I don’t like the pics that woosh around. My shirts don’t need to woosh, they just need to cover my torso (and look good. But I can’t tell if something looks good when it’s wooshing).

Yes, exactly. When I’m in an IRL store I don’t hold things up and whip them around or run back in front of the shoe rack to add more excitment to my shopping trip.

I have never been on a site where the product whooshed around and doubt that I would have the patience to buy anything from one that did.

I buy a lot of jewelry findings and stuff on Teh Interwebs, and I do like the feature of seeing an enlarged photo on mouse-over. It keeps me from constantly having to click to get an enlarged view then hitting the back button.

Amazon is easiest for me, they’re pretty simple.

I want pages that load fast, work on whatever Web browser I’m using that day, show clear pictures of the products, and have an indicator on each page of what’s in your shopping cart.

The only “fancy extras” I like are the ones that show a bigger picture in a pop-up window when requested, and the ones that change the picture when you change options like clothing colors.

And one more thing, if a clothing site doesn’t let you search by size, I won’t use it. I spent a horribly frustrating hour on a site that had a whole bunch of shirt designs I liked, and every one I picked wasn’t available in my size. I’m never going back to it.

I like Amazon, but I much preferred it when they had the horizontal tab layour rather than this side-menu thing they’re pushing now.

Marketing and management like these things.

“Oohhh… Shiiny… We like shiny so our customers do too.”

Umm… No numbnuts. We don’t. So we don’t come back.
The reason this practice is still persistent is because the few people that do like that crap are the ones who leave feedback saying how wonderful it is.

The majority of us that hate it just walk away in disgust and don’t say anything. Or we open a thread on a message board that the offending sites never see.

eta: InvisibleWombat. Did you tell them why you weren’t going back? Or did you just drop off their radar?

Really, I’ve never seen a shopping site where things whoosh and fly around. I don’t like Flash-based sites, and I prefer something simple and predictable, where I can at least zoom in on the product image, get specs, and maybe seen customer feedback.

This one is pretty bad: http://www.salvatoreferragamo.it/en/#itemId=1&folderId=/en/women/accessories&

but not the worst by far.

Silly (down the) rabbit (whole)! Trix are for websites that are not enjoyable to use!

Sure. The programmers.

Amazon went to the left-side menu only because of the sheer number of item categories they have. With the horizontal layout, there is no way the menu could clearly be displayed without side scrolling. Thus, the left-side menu was resorted to.

And the executives.

To answer the OP, I, of course, prefer a clean and simple site, but I’ll put up with all the flash and even a browser crashing if it means I’ll save $20 or get free shipping (or both!).

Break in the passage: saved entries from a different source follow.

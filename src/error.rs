//! Error types for the markup-gateway library.
//!
//! Two distinct error types reflect two distinct failure modes:
//!
//! * [`MarkupError`] is **fatal** for the step that raised it. The server
//!   could not be reached or reported a failure, its answer made no sense,
//!   or the retrieved archive is unreadable. Returned as
//!   `Err(MarkupError)` from the client, extractor and publisher, and folded
//!   into a [`crate::orchestrator::JobReport`] at the orchestration boundary.
//!
//! * [`ExtractWarning`] is **non-fatal**. Part of an extraction went wrong
//!   (a nested `html.zip` could not be unpacked) but the outer archive is
//!   already in place. Stored on [`crate::pipeline::extract::Extraction`] so
//!   the caller can report it without losing the files that did land.
//!
//! Access denial is not an error. It is a normal outcome of
//! [`crate::access::AccessGate`], see [`crate::access::AccessDecision`].

use std::path::PathBuf;
use thiserror::Error;

/// All fatal errors returned by the markup-gateway library.
#[derive(Debug, Error)]
pub enum MarkupError {
    // ── Conversion server errors ──────────────────────────────────────────
    /// The conversion server could not be reached (DNS, connect, reset,
    /// request timeout). Retryable by submitting again.
    #[error("Could not reach the markup server at '{url}': {reason}")]
    Transport { url: String, reason: String },

    /// The conversion server answered but reported an application error.
    /// Not retryable without a new source file.
    #[error("Markup server error{}: {message}", code.map(|c| format!(" {c}")).unwrap_or_default())]
    Server { code: Option<i64>, message: String },

    /// The server answered with a malformed job id or an unexpected payload.
    #[error("Unexpected response from markup server: {detail}")]
    Protocol { detail: String },

    /// Polling exhausted its attempts without a terminal status.
    #[error("Job {job_id} did not finish after {attempts} status checks")]
    PollTimeout { job_id: String, attempts: u32 },

    // ── Archive errors ────────────────────────────────────────────────────
    /// The zip archive could not be opened or failed its consistency check.
    #[error("Archive '{path}' is corrupt: {detail}")]
    CorruptArchive { path: PathBuf, detail: String },

    // ── Host state errors ─────────────────────────────────────────────────
    /// The article's supplementary archive has no file to convert.
    #[error("Article {article} has no document attached to its markup archive")]
    NoSourceFile { article: u64 },

    /// A host store operation failed.
    #[error("Store error: {0}")]
    Store(String),

    // ── I/O errors ────────────────────────────────────────────────────────
    /// Reading or writing a local file failed.
    #[error("I/O error on '{path}': {source}")]
    Io {
        path: PathBuf,
        #[source]
        source: std::io::Error,
    },

    // ── Config errors ─────────────────────────────────────────────────────
    /// Builder validation failed.
    #[error("Invalid configuration: {0}")]
    InvalidConfig(String),

    // ── Catch-all ─────────────────────────────────────────────────────────
    /// Unexpected internal error.
    #[error("Internal error: {0}")]
    Internal(String),
}

impl MarkupError {
    /// Shorthand for wrapping an `io::Error` with the path it concerns.
    pub fn io(path: impl Into<PathBuf>, source: std::io::Error) -> Self {
        MarkupError::Io {
            path: path.into(),
            source,
        }
    }

    /// Whether a fresh submission of the same source may succeed.
    pub fn is_retryable(&self) -> bool {
        matches!(
            self,
            MarkupError::Transport { .. } | MarkupError::PollTimeout { .. }
        )
    }
}

/// A non-fatal problem found while extracting an archive.
#[derive(Debug, Clone, Error, serde::Serialize, serde::Deserialize)]
pub enum ExtractWarning {
    /// The nested html bundle could not be unpacked.
    #[error("Nested archive '{name}' could not be extracted: {detail}")]
    NestedArchive { name: String, detail: String },

    /// An entry was skipped because its path would escape the destination.
    #[error("Skipped unsafe archive entry '{name}'")]
    UnsafeEntry { name: String },
}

Actually Gucci is pretty annoying too:

http://www.gucci.com/us/index2.html

Actually, the story may have a happy ending yet. I sent an email to them explaining my complaint, and got a response from their president (I presume it was actually from an assistant) saying that he was sorry and they’d try to implement a search by size in their next major update to the site. We’ll see if it happens…

I won’t. Life’s too short for malfunctioning shopping sites when there are so many functional ones (and so many brick and mortar stores, too).